Maternal Opiod Use Model

by Improving Maternal Health
June 23, 2020

In the midst of a global pandemic, it is often easy to overlook other underlying health crises. The nation’s opioid crisis remains a particularly multifaceted problem, requiring a coordinated approach from policy makers, health care providers, and community organizations. Maternal Opioid Use Model (MOM) by the Centers for Medicare and Medicaid Services (CMS) is the next step towards combating the nation’s opioid crisis, with specific regard to pregnant and postpartum women.

A woman’s history with illicit substances rarely begins or ends with pregnancy, despite it being one of the most motivating factors to quit. For many expecting mothers struggling with substance use disorder (SUD), their main goal is to have a safe pregnancy and delivery and to be able to take their healthy baby home and continue parenting them. However, in this critical time, fragmented systems of care often fail to support and treat women with SUD. Substance use now puts mothers and infants at high risk for poor health outcomes, such as preterm birth, low birth weight, and neonatal abstinence syndrome (NAS).

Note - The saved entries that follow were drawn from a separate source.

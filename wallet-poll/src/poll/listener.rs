use alloy_primitives::U256;

use crate::domain::fees::FeeEstimate;
use crate::error::PollError;
use crate::types::{Currency, CurrencyId, Network};

/// Result of one merged balance cycle.
#[derive(Debug, Clone, PartialEq, Eq)]
pub struct BalanceUpdate {
    pub chain_id: u64,
    pub seq: u64,
    pub trace_id: String,
    /// Values that changed in this cycle.
    pub changed: Vec<(Currency, U256)>,
    /// Items whose call reverted or could not be decoded. Their previous
    /// balance is kept.
    pub failures: Vec<(CurrencyId, PollError)>,
}

impl BalanceUpdate {
    pub fn is_empty(&self) -> bool {
        self.changed.is_empty() && self.failures.is_empty()
    }
}

pub trait PollListener: Send + Sync {
    fn on_balances_changed(&self, _update: &BalanceUpdate) {}

    fn on_fee_updated(&self, _network: &Network, _estimate: &FeeEstimate) {}

    fn on_poll_failed(&self, _network: &Network, _error: &PollError) {}
}

#[derive(Debug, Clone, Copy, PartialEq, Eq, Hash, PartialOrd, Ord)]
pub struct ListenerId(pub(crate) u64);
use serde::Deserialize;

/// Browser-like user agent sent with every request
const DEFAULT_USER_AGENT: &str = "Mozilla/5.0 (Windows NT 10.0; Win64; x64) AppleWebKit/537.36 \
     (KHTML, like Gecko) Chrome/120.0.0.0 Safari/537.36";

/// Main configuration structure for pagesift
///
/// Every section is optional; the defaults are enough to run a crawl
/// without any configuration file at all.
#[derive(Debug, Clone, Default, Deserialize)]
pub struct Config {
    #[serde(default)]
    pub crawler: CrawlerConfig,

    #[serde(default)]
    pub output: OutputConfig,

    #[serde(default)]
    pub chunking: ChunkingConfig,
}

/// Crawl engine behavior configuration
#[derive(Debug, Clone, Deserialize)]
pub struct CrawlerConfig {
    /// Per-request timeout in seconds
    #[serde(rename = "request-timeout-secs", default = "default_timeout")]
    pub request_timeout_secs: u64,

    /// Maximum number of subpage fetches in flight at once
    #[serde(rename = "max-concurrent-fetches", default = "default_concurrency")]
    pub max_concurrent_fetches: usize,

    /// User agent string sent with every request
    #[serde(rename = "user-agent", default = "default_user_agent")]
    pub user_agent: String,
}

/// Output configuration
#[derive(Debug, Clone, Deserialize)]
pub struct OutputConfig {
    /// Path the JSON record dump is written to
    #[serde(rename = "records-path", default = "default_records_path")]
    pub records_path: String,
}

/// Indexing-prep chunking configuration
#[derive(Debug, Clone, Deserialize)]
pub struct ChunkingConfig {
    /// Target chunk size in characters
    #[serde(rename = "chunk-size", default = "default_chunk_size")]
    pub chunk_size: usize,

    /// Characters of overlap carried between consecutive chunks
    #[serde(rename = "chunk-overlap", default = "default_chunk_overlap")]
    pub chunk_overlap: usize,

    /// Records with less assembled text than this yield no chunks
    #[serde(rename = "min-content-length", default = "default_min_content")]
    pub min_content_length: usize,
}

fn default_timeout() -> u64 {
    10
}

fn default_concurrency() -> usize {
    8
}

fn default_user_agent() -> String {
    DEFAULT_USER_AGENT.to_string()
}

fn default_records_path() -> String {
    "./records.json".to_string()
}

fn default_chunk_size() -> usize {
    1000
}

fn default_chunk_overlap() -> usize {
    200
}

fn default_min_content() -> usize {
    50
}

impl Default for CrawlerConfig {
    fn default() -> Self {
        Self {
            request_timeout_secs: default_timeout(),
            max_concurrent_fetches: default_concurrency(),
            user_agent: default_user_agent(),
        }
    }
}

impl Default for OutputConfig {
    fn default() -> Self {
        Self {
            records_path: default_records_path(),
        }
    }
}

impl Default for ChunkingConfig {
    fn default() -> Self {
        Self {
            chunk_size: default_chunk_size(),
            chunk_overlap: default_chunk_overlap(),
            min_content_length: default_min_content(),
        }
    }
}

In Texas, drug overdose is the leading cause of maternal death, with 9.4 per 1,000 births affected by SUDs in 2016. In Harris County and Houston, 6.6 per 1,000 births were affected by SUD in 2016, with the primary drugs being methamphetamine, cannabis, cocaine, heroin and pharmaceuticals. As the Improving Maternal Health in Harris County: A Community Plan recommended, as a community, we must develop a comprehensive, long-term strategy that incorporates clinical, community-based and systems change strategies. 

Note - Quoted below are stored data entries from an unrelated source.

//! Pagesift main entry point
//!
//! Command-line interface for crawling one section of a website and dumping
//! the extracted page records as JSON.

use anyhow::Context;
use clap::Parser;
use pagesift::chunking::split_record;
use pagesift::config::{load_config_with_hash, Config};
use pagesift::output::{collect_statistics, print_statistics, write_records};
use pagesift::Crawler;
use std::path::PathBuf;
use tracing_subscriber::EnvFilter;

/// Pagesift: a site-section crawler and content extractor
///
/// Pagesift fetches a seed URL, discovers the same-site pages nested under
/// its path, and extracts a normalized record per page for downstream
/// search indexing.
#[derive(Parser, Debug)]
#[command(name = "pagesift")]
#[command(version)]
#[command(about = "Crawl a site section into structured page records", long_about = None)]
struct Cli {
    /// Seed URL to crawl (scheme optional; https assumed)
    #[arg(value_name = "SEED_URL")]
    seed: String,

    /// Path to TOML configuration file
    #[arg(short, long, value_name = "CONFIG")]
    config: Option<PathBuf>,

    /// Where to write the JSON record dump (overrides config)
    #[arg(short, long, value_name = "PATH")]
    output: Option<PathBuf>,

    /// Also write indexing-ready text chunks to this path
    #[arg(long, value_name = "PATH")]
    chunks: Option<PathBuf>,

    /// Increase logging verbosity (-v, -vv, -vvv)
    #[arg(short, long, action = clap::ArgAction::Count)]
    verbose: u8,

    /// Suppress non-error output
    #[arg(short, long, conflicts_with = "verbose")]
    quiet: bool,
}

#[tokio::main]
async fn main() -> anyhow::Result<()> {
    let cli = Cli::parse();

    setup_logging(cli.verbose, cli.quiet);

    let config = load_configuration(&cli)?;

    let records_path = cli
        .output
        .unwrap_or_else(|| PathBuf::from(&config.output.records_path));

    let crawler = Crawler::new(config.crawler.clone()).context("failed to build crawl engine")?;

    let outcome = crawler
        .crawl(&cli.seed)
        .await
        .with_context(|| format!("crawl of '{}' failed", cli.seed))?;

    write_records(&outcome, &records_path)
        .with_context(|| format!("failed to write records to {}", records_path.display()))?;

    if let Some(chunks_path) = &cli.chunks {
        let chunks: Vec<_> = outcome
            .records
            .iter()
            .flat_map(|record| split_record(record, &config.chunking))
            .collect();
        let json = serde_json::to_string_pretty(&chunks)?;
        std::fs::write(chunks_path, json)
            .with_context(|| format!("failed to write chunks to {}", chunks_path.display()))?;
        tracing::info!("Wrote {} chunks to {}", chunks.len(), chunks_path.display());
    }

    let stats = collect_statistics(&outcome);
    if !cli.quiet {
        print_statistics(&stats);
        println!("\nRecords written to: {}", records_path.display());
    }

    Ok(())
}

/// Loads the config file when one was given, falling back to defaults
fn load_configuration(cli: &Cli) -> anyhow::Result<Config> {
    match &cli.config {
        Some(path) => {
            tracing::info!("Loading configuration from: {}", path.display());
            let (config, hash) = load_config_with_hash(path)
                .with_context(|| format!("failed to load config from {}", path.display()))?;
            tracing::info!("Configuration loaded (hash: {})", hash);
            Ok(config)
        }
        None => {
            tracing::debug!("No configuration file given, using defaults");
            Ok(Config::default())
        }
    }
}

/// Sets up the tracing subscriber based on verbosity level
fn setup_logging(verbose: u8, quiet: bool) {
    let filter = if quiet {
        EnvFilter::new("error")
    } else {
        match verbose {
            0 => EnvFilter::new("pagesift=info,warn"),
            1 => EnvFilter::new("pagesift=debug,info"),
            2 => EnvFilter::new("pagesift=trace,debug"),
            _ => EnvFilter::new("trace"),
        }
    };

    tracing_subscriber::fmt()
        .with_env_filter(filter)
        .with_target(false)
        .with_thread_ids(false)
        .with_file(false)
        .init();
}
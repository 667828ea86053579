//! Output module for crawl results
//!
//! This module handles:
//! - Serializing page records to JSON for downstream consumers
//! - Summarizing a crawl run's statistics

pub mod stats;

pub use stats::{collect_statistics, print_statistics, CrawlStatistics};

use crate::crawler::CrawlOutcome;
use crate::Result;
use std::io::Write;
use std::path::Path;

/// Writes a crawl outcome's records as pretty-printed JSON
pub fn write_records(outcome: &CrawlOutcome, path: &Path) -> Result<()> {
    let file = std::fs::File::create(path)?;
    let mut writer = std::io::BufWriter::new(file);
    serde_json::to_writer_pretty(&mut writer, &outcome.records)?;
    writer.write_all(b"\n")?;
    writer.flush()?;
    Ok(())
}

/// Serializes a crawl outcome's records to a JSON string
pub fn records_to_json(outcome: &CrawlOutcome) -> Result<String> {
    Ok(serde_json::to_string_pretty(&outcome.records)?)
}
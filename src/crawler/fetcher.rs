//! HTTP fetcher for the crawl engine
//!
//! A single shared client is built at engine construction and reused for
//! every request in a run. Each request is independently bounded by the
//! configured timeout, so one slow page never blocks its siblings.

use crate::config::CrawlerConfig;
use crate::CrawlError;
use reqwest::Client;
use std::time::Duration;

/// How much of a non-2xx response body is kept in the error
const ERROR_BODY_LIMIT: usize = 200;

/// Builds the shared HTTP client for a crawl run
///
/// The client carries the configured user agent and per-request timeout,
/// follows redirects, and accepts compressed responses.
pub fn build_http_client(config: &CrawlerConfig) -> Result<Client, CrawlError> {
    Client::builder()
        .user_agent(config.user_agent.clone())
        .timeout(Duration::from_secs(config.request_timeout_secs))
        .connect_timeout(Duration::from_secs(config.request_timeout_secs))
        .gzip(true)
        .brotli(true)
        .build()
        .map_err(CrawlError::Client)
}

/// Fetches a page and returns its raw body
///
/// Returns `CrawlError::Status` on a non-2xx response (carrying the status
/// code and a truncated body snippet) and `CrawlError::Network` on
/// transport-level failures such as timeouts, DNS errors, or connection
/// resets.
pub async fn fetch_page(client: &Client, url: &str) -> Result<String, CrawlError> {
    let response = client
        .get(url)
        .send()
        .await
        .map_err(|source| CrawlError::Network {
            url: url.to_string(),
            source,
        })?;

    let status = response.status();
    if !status.is_success() {
        let body = response.text().await.unwrap_or_default();
        let snippet: String = body.chars().take(ERROR_BODY_LIMIT).collect();
        return Err(CrawlError::Status {
            url: url.to_string(),
            status: status.as_u16(),
            body: snippet,
        });
    }

    response.text().await.map_err(|source| CrawlError::Network {
        url: url.to_string(),
        source,
    })
}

The Centers for Medicare and Medicaid Services granted funding to 10 states, including Texas, where Houston has become the main hub of implementation. Texas Health and Human Services is partnering with Harris Health System’s Ben Taub Hospital, Baylor College of Medicine, and Santa Maria Hostel to enact the MOM model of care. 

Beginning in 2020, health care providers at these organizations will receive training for universal screening for SUD and begin engaging women earlier in their pregnancies for integrated care. Pregnant women at-risk for substance use disorders can be referred to multidisciplinary clinics, such as at Ben Taub, for medication assisted treatment (MAT), behavioral health care, and wraparound community services. The goal is to remove barriers that would prevent women with SUD from receiving treatment and coordinate comprehensive care management. Furthermore, given that Medicaid pays the largest portion of hospital charges related to maternal substance use, the MOM model promises to intervene at a critical time when women may be especially engaged with the healthcare system and reduce costs in the long run.

The MOM model with its current five-year cooperative funding agreement with the CMS will allow Texas to invest $750,000 in the first year of the project. The ability to meet milestones and performance goals will determine subsequent funding, which could be up to $5 million in federal funds over the five-year period to improve substance-related maternal health outcomes.